This is a cute trick when combined with Recurring Nightmare, Living Death, Obliterate, and so forth, but it isn’t fool-proof. If someone nails the Egg with Swords to Plowshares or Boomerang, your creature is staying out of the game. It is also a pretty expensive egg – for four mana, and possibly more mana to sacrifice it, you are getting a second creature into play. That is not card advantage, and at a fairly high mana cost, so the creature better be worth it. It may have a place in Extended with Cabal Therapy, but Pattern of Rebirth seems better.
Did you note that the 2/2 Pincher creature is not an artifact? This is not an automatic victory condition with Altar of Dementia or Goblin Bombardment. However it is a combo with Salvaging Station and Chimeric Coils. If you have spent fourteen mana and have all three of these artifacts, and infinite mana for the Coils, you can create infinite 2/2 Pincher creatures. Whatever. Pinching people to death is too bizarre for me.
Magic should be played during your opponent’s end phase. Now it can. What a waste of a rare slot.

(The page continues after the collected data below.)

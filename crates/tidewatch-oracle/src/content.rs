//! Alert content generation: titles, descriptions and resident guidance.

use serde::Serialize;

use tidewatch_core::types::GeoPoint;
use tidewatch_entity::Severity;
use tidewatch_entity::alert::ThreatType;

use crate::heuristic::Conditions;

/// `"<Adjective> <Threat title>"`, e.g. `Severe Storm Surge`.
pub fn alert_title(threat_type: ThreatType, severity: Severity) -> String {
    format!("{} {}", severity.adjective(), threat_type.title())
}

/// Human-readable description ending with the model confidence.
pub fn alert_description(
    threat_type: ThreatType,
    severity: Severity,
    conditions: &Conditions,
    confidence: f64,
) -> String {
    let base = match threat_type {
        ThreatType::Cyclone => format!(
            "Cyclonic system with sustained winds of {:.0} km/h and central pressure of {:.1} hPa approaching the coast.",
            conditions.wind_speed_kmh, conditions.pressure_hpa
        ),
        ThreatType::Tsunami => format!(
            "Tsunami waves with estimated height of {:.1}m detected. Immediate coastal evacuation recommended.",
            conditions.wave_height_m
        ),
        ThreatType::StormSurge => format!(
            "Storm surge of {:.1}m height expected due to severe weather conditions and low pressure ({:.1} hPa).",
            conditions.wave_height_m, conditions.pressure_hpa
        ),
        ThreatType::Flood => format!(
            "Coastal flooding imminent due to high tide, storm surge, and sustained winds of {:.0} km/h.",
            conditions.wind_speed_kmh
        ),
        _ => format!("Severe coastal weather conditions detected with {severity} threat level."),
    };
    format!(
        "{base} Expected impact in {}, about {} residents at risk. AI prediction confidence: {confidence:.0}%.",
        eta(threat_type),
        affected_population(severity)
    )
}

/// Rough time until the threat reaches the coast.
pub fn eta(threat_type: ThreatType) -> String {
    match threat_type {
        // A system 50 km out moving at 20 km/h.
        ThreatType::Cyclone => format!("{:.1} hours", 50.0 / 20.0),
        ThreatType::Tsunami => "15-45 minutes".to_string(),
        ThreatType::StormSurge => "2-4 hours".to_string(),
        _ => "1-3 hours".to_string(),
    }
}

/// Residents likely affected at `severity`, abbreviated as `50K` or `1.2M`.
pub fn affected_population(severity: Severity) -> String {
    let people: u64 = match severity {
        Severity::Low => 10_000,
        Severity::Medium => 50_000,
        Severity::High => 200_000,
        Severity::Critical => 500_000,
    };
    abbreviate(people)
}

fn abbreviate(n: u64) -> String {
    if n >= 1_000_000 {
        format!("{:.1}M", n as f64 / 1_000_000.0)
    } else if n >= 1_000 {
        format!("{:.0}K", n as f64 / 1_000.0)
    } else {
        n.to_string()
    }
}

/// Actions residents should take at `severity`, plus condition-specific extras.
pub fn recommendations(severity: Severity, conditions: &Conditions) -> Vec<String> {
    let base: &[&str] = match severity {
        Severity::Critical => &[
            "Evacuate immediately to higher ground",
            "Alert all family members and neighbors",
            "Call emergency services (108)",
            "Avoid coastal areas and low-lying regions",
        ],
        Severity::High => &[
            "Prepare for immediate evacuation",
            "Secure property and belongings",
            "Check on vulnerable community members",
            "Monitor official emergency channels",
        ],
        Severity::Medium => &[
            "Stay alert and monitor conditions",
            "Prepare emergency kit and evacuation plan",
            "Avoid unnecessary travel to coastal areas",
            "Keep emergency contacts ready",
        ],
        Severity::Low => &[
            "Continue normal activities with caution",
            "Stay informed about weather updates",
            "Review family emergency plan",
        ],
    };

    let mut out: Vec<String> = base.iter().map(|s| s.to_string()).collect();
    if conditions.wind_speed_kmh > 50.0 {
        out.push("Secure loose outdoor objects".to_string());
    }
    if conditions.wave_height_m > 3.0 {
        out.push("Avoid beach and waterfront activities".to_string());
    }
    out
}

/// Distance bands to evacuate, prepare or monitor.
pub fn evacuation_zones(severity: Severity) -> Vec<String> {
    let zones: &[&str] = match severity {
        Severity::Low => &["Monitor coastal areas (0-2km)"],
        Severity::Medium => &[
            "Evacuate immediate coast (0-1km)",
            "Prepare inland areas (1-5km)",
        ],
        Severity::High => &[
            "Immediate evacuation (0-2km)",
            "Prepare evacuation (2-10km)",
            "Monitor closely (10-20km)",
        ],
        Severity::Critical => &[
            "Immediate evacuation (0-5km)",
            "Mandatory evacuation (5-15km)",
            "Prepare evacuation (15-30km)",
        ],
    };
    zones.iter().map(|s| s.to_string()).collect()
}

/// A way out of a threatened area.
#[derive(Debug, Clone, PartialEq, Serialize)]
pub struct EvacuationRoute {
    pub id: &'static str,
    pub name: &'static str,
    /// `inland` or `highway`.
    pub kind: &'static str,
    pub distance_km: f64,
    pub duration_min: f64,
    pub traffic: &'static str,
    /// 0 to 10, higher is safer.
    pub safety_score: f64,
    /// Starts at the origin.
    pub waypoints: Vec<GeoPoint>,
    pub instructions: Vec<&'static str>,
    pub capacity: &'static str,
}

/// Recommended inland route first, then the highway alternative.
pub fn evacuation_routes(origin: &GeoPoint) -> Vec<EvacuationRoute> {
    vec![
        EvacuationRoute {
            id: "route_alpha",
            name: "Route Alpha (Recommended)",
            kind: "inland",
            distance_km: 42.5,
            duration_min: 45.0,
            traffic: "light",
            safety_score: 9.0,
            waypoints: vec![*origin, offset(origin, 0.1, 0.15), offset(origin, 0.2, 0.3)],
            instructions: vec![
                "Head northeast away from coast",
                "Follow main highway inland",
                "Continue to designated safe zone",
            ],
            capacity: "high",
        },
        EvacuationRoute {
            id: "route_beta",
            name: "Route Beta (Alternative)",
            kind: "highway",
            distance_km: 50.0,
            duration_min: 60.0,
            traffic: "moderate",
            safety_score: 8.0,
            waypoints: vec![*origin, offset(origin, 0.05, 0.2), offset(origin, 0.15, 0.4)],
            instructions: vec![
                "Take alternate inland route",
                "Merge onto state highway",
                "Follow signs to evacuation center",
            ],
            capacity: "medium",
        },
    ]
}

/// `origin` moved by degrees, clamped to the valid coordinate range.
fn offset(origin: &GeoPoint, d_lat: f64, d_lon: f64) -> GeoPoint {
    GeoPoint::new(
        (origin.longitude() + d_lon).min(180.0),
        (origin.latitude() + d_lat).min(90.0),
    )
    .unwrap_or(*origin)
}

Of course you can play this in Blue decks, but I would play it in a mono-Black deck with Sorceress Queen. Tap the Queen to make the creature a 0/2, steal it, let the Queen untap. It isn’t amazing, but it is more interesting than playing it in mono-Blue. (I have never liked the steal stuff mechanic, anyway.)
This is a lot worse than Goblin Bombardment. Play that. This is slightly better in Blue decks where you can steal creatures, but not better than Altar of Dementia. This is a clear example of cards being useless in multiplayer and casual because we have better alternatives. Leave it for Limited, and possibly block.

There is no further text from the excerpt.